Major philosophical questions arise as soon as one attempts to define chemistry and what it studies. Atoms and molecules are often assumed to be the fundamental units of chemical theory,[3] but traditional descriptions of molecular structure and chemical bonding fail to account for the properties of many substances, including metals and metal complexes[4] and aromaticity.[5] Chemists frequently use non-existent chemical entities like transition states[5] and resonance structures[4][5] to explain the structure and reactions of different substances; these explanatory tools use the language and graphical representations of molecules to describe the behavior of chemicals and chemical reactions that in reality do not behave as straightforward molecules. Some chemists and philosophers of chemistry prefer to think of substances, rather than microstructures, as the fundamental units of study in chemistry. There is not always a one-to-one correspondence between the two methods of classifying substances.[3] For example, many rocks exist as mineral complexes composed of multiple ions that do not occur in fixed proportions or spatial relationships to one another.[4]

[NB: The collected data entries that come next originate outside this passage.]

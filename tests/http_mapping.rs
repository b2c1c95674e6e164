//! Routing outcomes mapped onto HTTP responses.

use std::sync::Arc;
use std::time::Duration;

use axum::body::Body;
use axum::http::{header, Request, StatusCode};
use axum::response::{IntoResponse, Response};
use tower::ServiceExt;

use web_router::dispatch::{Dispatcher, HandlerRegistry, Invocation};
use web_router::http::{AppState, HttpServer};
use web_router::routing::{Callback, Route, RouteContainer, Router};

fn server(echo_unresolved: bool) -> HttpServer {
    let mut container = RouteContainer::new();
    container.set_route(Route::builder("/", Callback::function("home")).id("home").build().unwrap());
    container.set_route(
        Route::builder("/user/{id}", Callback::method("UserController", "show"))
            .id("user")
            .method("GET")
            .build()
            .unwrap(),
    );
    container.set_route(Route::new("/orphan", Callback::function("orphan")).unwrap());
    let alias = container.create_alias("/user/1", "/me", true).unwrap();
    container.set_alias(alias);
    let alias = container.create_alias("/café", "/cafe", true).unwrap();
    container.set_alias(alias);

    let handlers = HandlerRegistry::new()
        .function("home", |_: &Invocation| -> Response { "welcome".into_response() })
        .method("UserController", "show", |invocation: &Invocation| -> Response {
            format!("user {}", invocation.argument("id").unwrap_or("?")).into_response()
        });

    let state = AppState {
        router: Arc::new(Router::from_container(container)),
        dispatcher: Arc::new(Dispatcher::new(Arc::new(handlers)).with_echo(echo_unresolved)),
        scheme: "http".to_string(),
    };
    HttpServer::new(state, Duration::from_secs(5))
}

fn request(method: &str, uri: &str) -> Request<Body> {
    Request::builder()
        .method(method)
        .uri(uri)
        .header(header::HOST, "example.com")
        .body(Body::empty())
        .unwrap()
}

async fn body_text(response: Response) -> String {
    let bytes = axum::body::to_bytes(response.into_body(), usize::MAX).await.unwrap();
    String::from_utf8(bytes.to_vec()).unwrap()
}

#[tokio::test]
async fn test_matched_route_is_dispatched() {
    let app = server(false).app();

    let response = app.clone().oneshot(request("GET", "/")).await.unwrap();
    assert_eq!(response.status(), StatusCode::OK);
    assert_eq!(body_text(response).await, "welcome");

    let response = app.oneshot(request("GET", "/user/42")).await.unwrap();
    assert_eq!(response.status(), StatusCode::OK);
    assert_eq!(body_text(response).await, "user 42");
}

#[tokio::test]
async fn test_alias_redirects_permanently() {
    let response = server(false).app().oneshot(request("GET", "/me")).await.unwrap();

    assert_eq!(response.status(), StatusCode::MOVED_PERMANENTLY);
    assert_eq!(
        response.headers().get(header::LOCATION).unwrap(),
        "http://example.com/user/1"
    );

    let response = server(false).app().oneshot(request("GET", "/cafe")).await.unwrap();
    assert_eq!(
        response.headers().get(header::LOCATION).unwrap(),
        "http://example.com/caf%C3%A9"
    );
}

#[tokio::test]
async fn test_method_not_allowed_sets_allow_header() {
    let response = server(false)
        .app()
        .oneshot(request("DELETE", "/user/42"))
        .await
        .unwrap();

    assert_eq!(response.status(), StatusCode::METHOD_NOT_ALLOWED);
    assert_eq!(response.headers().get(header::ALLOW).unwrap(), "GET");
}

#[tokio::test]
async fn test_unknown_path_is_not_found() {
    let response = server(false).app().oneshot(request("GET", "/nowhere")).await.unwrap();
    assert_eq!(response.status(), StatusCode::NOT_FOUND);
}

#[tokio::test]
async fn test_unresolved_callback() {
    let response = server(false).app().oneshot(request("GET", "/orphan")).await.unwrap();
    assert_eq!(response.status(), StatusCode::INTERNAL_SERVER_ERROR);
    let report: serde_json::Value = serde_json::from_str(&body_text(response).await).unwrap();
    assert!(report["frames"][0]["message"]
        .as_str()
        .unwrap()
        .contains("orphan"));

    let response = server(true).app().oneshot(request("GET", "/orphan")).await.unwrap();
    assert_eq!(response.status(), StatusCode::OK);
    let echo: serde_json::Value = serde_json::from_str(&body_text(response).await).unwrap();
    assert_eq!(echo["route"], "/orphan");
    assert_eq!(echo["method"], "GET");
}
//! URL routing for server-side web applications.

pub mod config;
pub mod dispatch;
pub mod http;
pub mod io;
pub mod lifecycle;
pub mod observability;
pub mod routing;

pub use config::schema::AppConfig;
pub use http::HttpServer;
pub use routing::{RouteContainer, Router, RouterResult};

A related philosophical problem is whether chemistry is the study of substances or reactions.[3] Atoms, even in a solid, are in perpetual motion and under the right conditions many chemicals react spontaneously to form new products. A variety of environmental variables contribute to a substance's properties, including temperature and pressure, proximity to other molecules and the presence of a magnetic field.[3][4][5] As Schummer puts it, “Substance philosophers define a chemical reaction by the change of certain substances, whereas process philosophers define a substance by its characteristic chemical reactions.”[3]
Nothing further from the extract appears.